Vorhang auf, Licht aus
“Ojos Cerrados” im Theater La Comedia
Von Sebastian Loschert
“Eine Vorführung, in der man die Schauspieler nicht zu Gesicht bekommt – welch neue Infamie soll das wieder sein?”, könnte der Theaterfreund befürchten, bevor er die Vorführung von “Ojos Cerrados” im Theater La Comedia betritt. “Die erste sinnliche Theatervorstellung der Welt”, verspricht die Ankündigung: “Das Stück der Gruppe AviTantes ist eine liebevolle und intime Begegnung mit sich selbst. Es lädt Dich dazu ein, das zu sehen, was man sehend nicht sieht.”
Nun, keine Sorge, es handelt sich bei dem Werk mit den geschlossenen Augen also keinesfalls um eine avantgardistische Veranstaltung, der die Zuschauer grübelnd und ratlos gegenüberstehen. Eher neugierig und etwas aufgeregt wie vor einer Achterbahnfahrt harren die Gäste zu Beginn der Vorstellung in einem dunklen Vorraum der Dinge, die da kommen mögen. Eine Augenbinde sorgt für komplettes Verschwinden des ersten Sinnes, eine beschwörende Stimme verlangt, man solle sich mit Leib und Seele auf das Unsichtbare einlassen.
Das Getuschel der Menge verstummt, als man von sanften Händen an einen unbekannten Ort geführt wird. Jeder Besucher wird nun in der kommenden Stunde alleine sein, mit sich und seinen verbleibenden Sinnen. Hören, Riechen, Schmecken und Tasten werden ausreichen müssen. Gleichzeitig befindet er sich ausgeliefert an die wundersamen Einfälle der “AviTantes”, jener eigenartigen und äußerst wandelbaren Bewohner, die La Comedia an diesem Abend bevölkern.

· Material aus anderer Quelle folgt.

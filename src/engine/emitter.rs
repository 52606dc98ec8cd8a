use std::time::Duration;

use crate::scoring;
use crate::session::{SessionResult, SessionState};
use crate::variant::GameVariant;

/// How a finished session is graded.
#[derive(Debug, Clone, Copy, PartialEq, Eq)]
pub enum Grading {
    /// Correct answers over rounds.
    Choice,
    /// Efficiency: ideal flips over actual flips.
    Matching { ideal: u32, actual: u32 },
    /// Effort credit: every round counts, maximum stars.
    Completion,
    /// Free speech: stars from the recorded length.
    Recording { secs: u64 },
}

/// Builds the session's result exactly once.
#[derive(Debug, Default)]
pub struct ResultEmitter {
    emitted: bool,
}

impl ResultEmitter {
    pub fn new() -> Self {
        Self::default()
    }

    pub fn has_emitted(&self) -> bool {
        self.emitted
    }

    /// Returns `None` if already emitted or if the session is not finished.
    pub fn emit(
        &mut self,
        variant: GameVariant,
        state: &SessionState,
        grading: Grading,
        now: Duration,
    ) -> Option<SessionResult> {
        if self.emitted || !state.all_items_completed() {
            return None;
        }

        let total = state.items_total as u32;
        let completed = state.items_completed as u32;
        let policy = variant.score_policy();

        let (accuracy, stars_earned, duration_seconds, credited) = match grading {
            Grading::Choice => {
                let accuracy = scoring::choice_accuracy(state.correct_count, total);
                (
                    accuracy,
                    scoring::stars_for_accuracy(accuracy),
                    state.duration_secs(now),
                    state.correct_count,
                )
            }
            Grading::Matching { ideal, actual } => {
                let accuracy = scoring::matching_accuracy(ideal, actual)?;
                (
                    accuracy,
                    scoring::stars_for_accuracy(accuracy),
                    state.duration_secs(now),
                    completed,
                )
            }
            Grading::Completion => (
                100,
                scoring::stars_for_completion(),
                state.duration_secs(now),
                completed,
            ),
            Grading::Recording { secs } => (100, scoring::stars_for_duration(secs), secs, completed),
        };

        self.emitted = true;
        Some(SessionResult {
            score: scoring::score(policy, credited, total),
            stars_earned,
            accuracy,
            items_completed: completed,
            items_total: total,
            mistakes: state.mistakes.clone(),
            duration_seconds,
        })
    }
}
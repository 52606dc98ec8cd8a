//! Round state machines.
//!
//! Every variant runs `Presenting -> AwaitingResponse -> Feedback` per round
//! and enters `Complete` once. Inputs outside `AwaitingResponse` are ignored,
//! which is what keeps a double tap from being scored twice. Timers are polled
//! through [`Game::on_tick`] and die with the session on teardown.

pub mod choice;
mod common;
pub mod emitter;
pub mod memory;
pub mod narration;
pub mod self_paced;
pub mod timer;

pub use choice::ChoiceGame;
pub use emitter::{Grading, ResultEmitter};
pub use memory::{Card, CardFace, MemoryBoard, MemoryGame};
pub use narration::NarrationGame;
pub use self_paced::SelfPacedGame;
pub use timer::{Scheduler, TimerKind};

use rand::Rng;
use std::time::Duration;

use crate::content::{Content, Round};
use crate::error::EngineError;
use crate::session::{SessionResult, SessionState};
use crate::variant::{Family, GameVariant};

#[derive(Debug, Clone, Copy, PartialEq, Eq, strum_macros::Display)]
pub enum Phase {
    Presenting,
    AwaitingResponse,
    Feedback,
    Complete,
}

/// User input events.
#[derive(Debug, Clone, PartialEq, Eq)]
pub enum Input {
    /// Pick an answer.
    Choose(String),
    /// Turn a memory card face up.
    Flip(usize),
    /// Acknowledge a self-paced round, or stop a recording.
    Done,
    StartRecording,
}

/// What the last input or tick did to the session.
#[derive(Debug, Clone, PartialEq, Eq)]
pub enum Step {
    /// Out of phase, duplicate, or after teardown. Nothing changed.
    Ignored,
    Updated,
    /// The session just entered `Complete`. Returned exactly once.
    Completed(SessionResult),
}

impl Step {
    pub fn is_ignored(&self) -> bool {
        matches!(self, Step::Ignored)
    }

    pub fn completed(&self) -> Option<&SessionResult> {
        match self {
            Step::Completed(result) => Some(result),
            _ => None,
        }
    }
}

/// What the feedback phase is showing.
#[derive(Debug, Clone, PartialEq, Eq)]
pub enum Feedback {
    Correct,
    Incorrect { expected: String },
    /// Unscored round acknowledged.
    Done,
    Mismatch,
}

/// Capability shared by every game variant.
pub trait Game {
    fn variant(&self) -> GameVariant;

    fn phase(&self) -> Phase;

    fn handle(&mut self, input: Input, now: Duration) -> Step;

    /// Fires due timers.
    fn on_tick(&mut self, now: Duration) -> Step;

    /// Cancels pending timers; later inputs and ticks are ignored.
    fn teardown(&mut self);

    fn is_torn_down(&self) -> bool;

    fn state(&self) -> &SessionState;

    fn current_round(&self) -> Option<&Round>;

    fn feedback(&self) -> Option<&Feedback>;

    fn result(&self) -> Option<&SessionResult>;

    fn next_deadline(&self) -> Option<Duration>;

    /// Card layout for matching games.
    fn board(&self) -> Option<&MemoryBoard> {
        None
    }

    /// Seconds recorded so far, for recording games.
    fn recorded_secs(&self, _now: Duration) -> Option<u64> {
        None
    }
}

/// Constructs the state machine for `content.variant`, starting at `now`.
pub fn build<R: Rng + ?Sized>(
    content: Content,
    rng: &mut R,
    now: Duration,
) -> Result<Box<dyn Game>, EngineError> {
    if content.is_empty() {
        return Err(EngineError::NoContent(content.variant));
    }
    let game: Box<dyn Game> = match content.variant.family() {
        Family::Choice => Box::new(ChoiceGame::new(content, now)?),
        Family::SelfPaced => Box::new(SelfPacedGame::new(content, now)?),
        Family::Matching => Box::new(MemoryGame::new(content, rng, now)?),
        Family::Recording => Box::new(NarrationGame::new(content, now)?),
    };
    Ok(game)
}

#[cfg(test)]
mod tests {
    use super::*;
    use crate::content::{Difficulty, Timing};
    use assert_matches::assert_matches;
    use rand::rngs::StdRng;
    use rand::SeedableRng;

    #[test]
    fn build_refuses_empty_content() {
        let content = Content {
            variant: GameVariant::Mimicry,
            difficulty: Difficulty::default(),
            rounds: Vec::new(),
            timing: Timing::for_variant(GameVariant::Mimicry),
        };
        let mut rng = StdRng::seed_from_u64(0);
        let result = build(content, &mut rng, Duration::ZERO);
        assert_matches!(result.err(), Some(EngineError::NoContent(GameVariant::Mimicry)));
    }

    #[test]
    fn build_picks_machine_by_family() {
        let mut rng = StdRng::seed_from_u64(0);
        for variant in GameVariant::ALL {
            let content = crate::content::resolve(
                variant,
                &serde_json::Value::Null,
                Difficulty::new(1),
                &mut rng,
            )
            .unwrap();
            let game = build(content, &mut rng, Duration::ZERO).unwrap();
            assert_eq!(game.variant(), variant);
            let expected = match variant {
                GameVariant::FlashReading => Phase::Presenting,
                _ => Phase::AwaitingResponse,
            };
            assert_eq!(game.phase(), expected, "{variant}");
            assert_eq!(game.board().is_some(), variant == GameVariant::MemoryMatch);
        }
    }
}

Ihr Konzept des sinnlichen Theaters entwickelten die Macher von “Ojos Cerrados” ursprünglich – vor etwa zehn Jahren – in experimentellen Musikkonzerten, in denen sie das Publikum baten, die Augen zu schließen. Durch die Reaktionen der Zuhörer sei ihnen damals klar geworden, dass das künstlerische Resultat nicht nur von den Künstlern selbst, sondern ebenso vom Publikum abhänge, schreiben die “AviTantes” auf ihrer Homepage: “Es gibt also so viele Kunstwerke wie anwesende Gäste.”
Und tatsächlich: Es ist eine einmalige, starke und persönliche Erfahrung, Gesang, Wind, Gerüche, Geschmäcker, Berührungen ohne ihre offensichtliche Herkunft auf sich wirken zu lassen.
Interessant wäre es zwar gewesen, die spontane Interaktion der Gäste untereinander noch etwas auszureizen, auch eine zusammenhängendere Dramaturgie hätte nicht geschadet – mehr Kunst und weniger Achterbahn. Doch nicht zuletzt die Zahl von 28.000 Gästen, die das Stück in neun Theaterspielzeiten in La Comedia (nicht) zu Gesicht bekamen, spricht für den Erfolg dieses Konzepts: Wunderbar manipulativ und sehr sinnlich!
(Informationen bei Alternativa Teatral).